The goal of the new brands is to accurately and easily reflect transportation offerings while invoking a feeling of movement and momentum. The brands are tied directly into Huntsville’s past and future, with clear references to what helps put and keep Huntsville on the map: space exploration, innovation and reaching for the stars.
“It was time for a new look to match Huntsville’s forward-thinking and modern trajectory,” Parking and Public Transportation Director Tommy Brown said. “The ‘Shuttle’ – a reference to the now-retired Space Shuttle and a nod to Huntsville’s role in space exploration – served us well for many years. We’re excited to launch these new brands, and we’re hopeful they will help put public transportation on the radar for new audiences.”
Brown said the “HandiRide” name brought to mind the outdated term “Handicap” in reference to individuals with differing abilities. Brown said “Access” reinforces Huntsville Transit’s goal of helping all citizens – regardless of ability – access as much of the city as possible.
WATCH: Understanding the inspiration behind “Orbit” and “Access”
For Devyn Keith, Huntsville City Council President and District 1 representative, the City’s investment in rebranding is a clear investment in its citizens.
“Transit is more than getting from point A to point B,” Keith said. “For many, it’s a lifeline. It’s how our residents get to doctor’s appointments. To jobs. I’m proud of the City and Huntsville Transit for investing in the people we serve.”
Dennis Madsen, the City of Huntsville’s Manager of Urban and Long Range Planning and a central author of the BIG Picture comprehensive plan emphasized transportation’s role as a great connector and equalizer.
“A new look can generate more interest and excitement, and it also shows a recognition that more people than ever before are taking advantage of Huntsville’s transit options. Based on the analysis and projections coming out of the BIG Picture comprehensive planning process, we knew that ridership would grow if we could engage a wider audience. This rebranding helps the City do just that.”
Huntsville Transit officials expect all 19 Orbit buses and 25 Access vehicles to be rewrapped by mid-August.

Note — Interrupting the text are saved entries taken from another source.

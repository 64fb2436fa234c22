//! # dvdoll
//!
//! Remux DVD titles into Matroska files with ffmpeg.
//!
//! `dvdoll` is a thin, interactive layer over ffmpeg's `dvdvideo` demuxer. It
//! lists the titles on a disc directory or ISO image, lets the user pick a
//! title and a chapter or time range, and copies that part of the title into
//! an `.mkv` file. Video and subtitles are always stream-copied; PCM audio is
//! transcoded to FLAC, any other audio codec is copied.
//!
//! ## Quick Start
//!
//! ### List Titles
//!
//! ```no_run
//! use dvdoll::{NoOpProgress, SystemRunner, TitleProbe, Toolchain};
//!
//! let toolchain = Toolchain::default();
//! let disc = TitleProbe::new(&SystemRunner, &toolchain)
//!     .list_titles("movie.iso".as_ref(), &NoOpProgress);
//! print!("{disc}");
//! ```
//!
//! ### Remux a Chapter Range
//!
//! ```no_run
//! use dvdoll::{AudioStrategy, Remuxer, Selection, SystemRunner, TitleProbe, Toolchain};
//!
//! let toolchain = Toolchain::default();
//! let codec = TitleProbe::new(&SystemRunner, &toolchain).audio_codec("movie.iso".as_ref(), 1)?;
//!
//! Remuxer::new("movie.iso", 1, "movie.mkv")
//!     .selection(Selection::Chapters { start: 1, end: 4 })
//!     .audio(AudioStrategy::for_codec(&codec))
//!     .run(&SystemRunner, &toolchain)?;
//! # Ok::<(), dvdoll::DvdollError>(())
//! ```
//!
//! ### Interactive Session
//!
//! ```no_run
//! use dvdoll::{NoOpProgress, Session, SessionOptions, SystemRunner, TerminalConsole, Toolchain};
//!
//! let mut session = Session::new(SystemRunner, TerminalConsole::new(), Toolchain::default());
//! session.run(SessionOptions::new(), &NoOpProgress)?;
//! # Ok::<(), dvdoll::DvdollError>(())
//! ```
//!
//! ## Requirements
//!
//! `ffprobe` and `ffmpeg` (built with the `dvdvideo` demuxer, FFmpeg 7.0 or
//! later) must be on `PATH`, or named through `DVDOLL_FFPROBE` /
//! `DVDOLL_FFMPEG`.

pub mod audio;
pub mod configuration;
pub mod console;
pub mod error;
pub mod ffmpeg;
pub mod metadata;
pub mod probe;
pub mod progress;
pub mod remux;
pub mod selection;
pub mod session;
pub mod validation;

pub use audio::AudioStrategy;
pub use configuration::{SessionOptions, clean_input_path, output_file_name};
pub use console::{Console, ContinueKey, TerminalConsole};
pub use error::DvdollError;
pub use ffmpeg::{CommandRunner, FfmpegLogLevel, SystemRunner, Toolchain};
pub use metadata::{DiscMetadata, TitleMetadata};
pub use probe::TitleProbe;
pub use progress::{NoOpProgress, OperationType, ProgressCallback, ProgressInfo};
pub use remux::Remuxer;
pub use selection::{Selection, normalize_end_time, normalize_start_time};
pub use session::Session;
pub use validation::{ValidationReport, validate_session};
//! Error types for the `dvdoll` crate.
//!
//! This module defines [`DvdollError`], the unified error type returned by all
//! fallible operations in the crate. Every variant renders the exact message
//! printed after `ERROR:` when the session aborts.

use std::{io::Error as IoError, process::ExitStatus};

use serde_json::Error as JsonError;
use thiserror::Error;

/// The unified error type for all `dvdoll` operations.
///
/// None of these are recoverable: the binary prints the message and exits
/// with status 1.
#[derive(Debug, Error)]
#[non_exhaustive]
pub enum DvdollError {
    /// A required external program could not be found.
    #[error("{0} not found in PATH")]
    ToolNotFound(String),

    /// A required session value was left empty.
    #[error("{0} is required.")]
    MissingValue(&'static str),

    /// A title or chapter number was zero or not a number.
    #[error("{0} must be greater than zero.")]
    NotPositive(&'static str),

    /// `ffprobe` printed nothing for the first audio stream.
    #[error("no audio codec detected. Check if ffprobe is in your PATH and the input is valid")]
    NoAudioCodec,

    /// An external program ran but exited unsuccessfully.
    #[error("{program} failed ({status}){}", format_stderr(.stderr))]
    ToolFailed {
        /// Program that was executed.
        program: String,
        /// Exit status reported by the OS.
        status: ExitStatus,
        /// Captured standard error, empty when stderr was inherited.
        stderr: String,
    },

    /// An external program could not be started at all.
    #[error("Failed to execute {program}: {source}")]
    Spawn {
        /// Program that was executed.
        program: String,
        /// Underlying OS error.
        #[source]
        source: IoError,
    },

    /// An I/O error occurred while talking to the terminal.
    #[error("I/O error: {0}")]
    IoError(#[from] IoError),

    /// The title list could not be serialized.
    #[error("JSON error: {0}")]
    JsonError(#[from] JsonError),
}

fn format_stderr(stderr: &str) -> String {
    let trimmed = stderr.trim();
    if trimmed.is_empty() {
        String::new()
    } else {
        format!(": {trimmed}")
    }
}

#[cfg(test)]
mod tests {
    use super::DvdollError;

    #[test]
    fn messages_match_session_wording() {
        assert_eq!(
            DvdollError::ToolNotFound("ffprobe".to_string()).to_string(),
            "ffprobe not found in PATH"
        );
        assert_eq!(
            DvdollError::MissingValue("Input path").to_string(),
            "Input path is required."
        );
        assert_eq!(
            DvdollError::NotPositive("Last chapter").to_string(),
            "Last chapter must be greater than zero."
        );
    }
}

In the meantime, Huntsville citizens can expect to see a mixture of the old and new brands on Huntsville roadways.
About Huntsville Transit Services
Public Transit is a shared ride alternative to driving alone, reducing the overall carbon footprint of the City of Huntsville. Bicycle racks on buses help to further encourage car-free trips from point A to B, empowering citizens to use a combination of buses and bike-riding to reach destinations.
Transit provides low-cost transportation for citizens to access jobs, groceries, medical needs and recreation. Transit services are especially important to the quality of life for individuals who can’t drive, or are part of a family unit with one or fewer automobiles in the household. Elderly and individuals with disabilities often find that transit is their only affordable option for accessing the doctors, pharmacies, programs and services in the city.